Rules for Perfect Pasta Salad
- Forget al dente. It works for hot pasta, but al dente pasta tastes like stale bread when served cold.
- Rinse the cooked pasta. I would never recommend rinsing noodles for hot pasta dishes, the starch helps makes the sauce cling. But starch can make pasta salad gloppy.
- Once rinsed toss the pasta with a little oil. Olive oil, walnut or something milder, it depends on the flavors in the pasta salad itself, but a little oil will keep cold noodles from sticking together.
- Choose a pasta that is similar in size to most of the ingredients so that you get a balance in every bite.
- Add some crunch. Even creamy pasta salad benefits with some chomp. Texture keeps a pasta salad interesting.
- Add a splash of color. Red onion, corn kernels, or cherry tomatoes have just the right charisma.

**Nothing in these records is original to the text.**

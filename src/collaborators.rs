use crate::metrics::iso_date;
use crate::projection::DATE_KEY_COLUMN;
use anyhow::{bail, Context, Result};
use async_trait::async_trait;
use garmin_connect_light::GarminClient;
use notion_light::{NotionClient, Properties};
use serde_json::Value;
use std::fmt;
use time::Date;

/// One independently fetched (and independently failing) class of metric.
#[derive(Debug, Clone, Copy, PartialEq, Eq, Hash)]
pub enum Category {
    Sleep,
    Stress,
    Summary,
    Hydration,
    HeartRate,
    BodyComposition,
}

impl fmt::Display for Category {
    fn fmt(&self, f: &mut fmt::Formatter<'_>) -> fmt::Result {
        let name = match self {
            Self::Sleep => "sleep",
            Self::Stress => "stress",
            Self::Summary => "summary",
            Self::Hydration => "hydration",
            Self::HeartRate => "heart rate",
            Self::BodyComposition => "body composition",
        };
        f.write_str(name)
    }
}

/// Read side: raw per-category payloads for a calendar date.
#[async_trait]
pub trait MetricsSource: Sync {
    async fn fetch(&self, category: Category, date: Date) -> Result<Value>;
}

/// Write side: a table with one row per synced night.
#[async_trait]
pub trait RowStore: Sync {
    /// Number of rows whose date key equals `date` exactly.
    async fn count_rows_on(&self, date: Date) -> Result<usize>;

    async fn create_row(&self, properties: &Properties) -> Result<()>;
}

#[async_trait]
impl MetricsSource for GarminClient {
    async fn fetch(&self, category: Category, date: Date) -> Result<Value> {
        let payload = match category {
            Category::Sleep => self.get_sleep_data(date).await?,
            Category::Stress => self.get_stress_data(date).await?,
            Category::Summary => self.get_user_summary(date).await?,
            Category::Hydration => self.get_hydration_data(date).await?,
            Category::HeartRate => self.get_heart_rates(date).await?,
            Category::BodyComposition => self.get_body_composition(date, date).await?,
        };
        Ok(payload)
    }
}

/// A Notion database used as the destination table.
pub struct NotionTable {
    client: NotionClient,
    database_id: String,
    icon: String,
}

impl NotionTable {
    pub fn new(client: NotionClient, database_id: String, icon: String) -> Self {
        Self {
            client,
            database_id,
            icon,
        }
    }

    /// Confirms the token can read the database and that it has the date
    /// column rows are keyed on. Run once before any sync work.
    pub async fn verify(&self) -> Result<()> {
        let database = self
            .client
            .retrieve_database(&self.database_id)
            .await
            .context("Notion rejected the token or database ID")?;
        if !database.properties.contains_key(DATE_KEY_COLUMN) {
            bail!("Notion database has no '{DATE_KEY_COLUMN}' column");
        }
        Ok(())
    }
}

#[async_trait]
impl RowStore for NotionTable {
    async fn count_rows_on(&self, date: Date) -> Result<usize> {
        let pages = self
            .client
            .query_by_date(&self.database_id, DATE_KEY_COLUMN, &iso_date(date))
            .await?;
        Ok(pages.len())
    }

    async fn create_row(&self, properties: &Properties) -> Result<()> {
        let icon = Some(self.icon.as_str()).filter(|icon| !icon.is_empty());
        self.client
            .create_page(&self.database_id, icon, properties)
            .await?;
        Ok(())
    }
}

- Serve the pasta salad chilled but not cold. Pasta salad that’s still shivering from the fridge lacks both flavor and texture.
GREG
Thanks for these ideas! The lettuce bowls are especially brilliant — I adopted them for my own pasta salad. Imitation is the greatest form of flattery, right?
Not a pasta salad fan for those very reasons! Thanks for sharing those great tips, and a pasta salad I would actually eat 🙂
Great advice for Pasta Salads, Greg, thanks. I used to make a curried chicken pasta salad that was so good, but I haven’t made it in years, have no idea why. I love the ingredients in this salad, and I agree, the crunch is necessary!
Love the lettuce bowls. I might have to borrow that… I can’t imagine anything you make being boring…
I love your pasta salad rules and the fact that you ditched the usual mayo. Well done! xo
Your salad looks great. Are you adding the juice from one lemon?
About 2 tablespoons. I’ll fix that GREG
So, you don’t really use Italian bottled dressing, do you?
No. GREG
This sounds like a terrific salad for a night at the Hollywood Bowl!
I love that you didn’t use mayo in your pasta salad. The lettuce bowls are the perfect vehicle for your gorgeous pasta salad.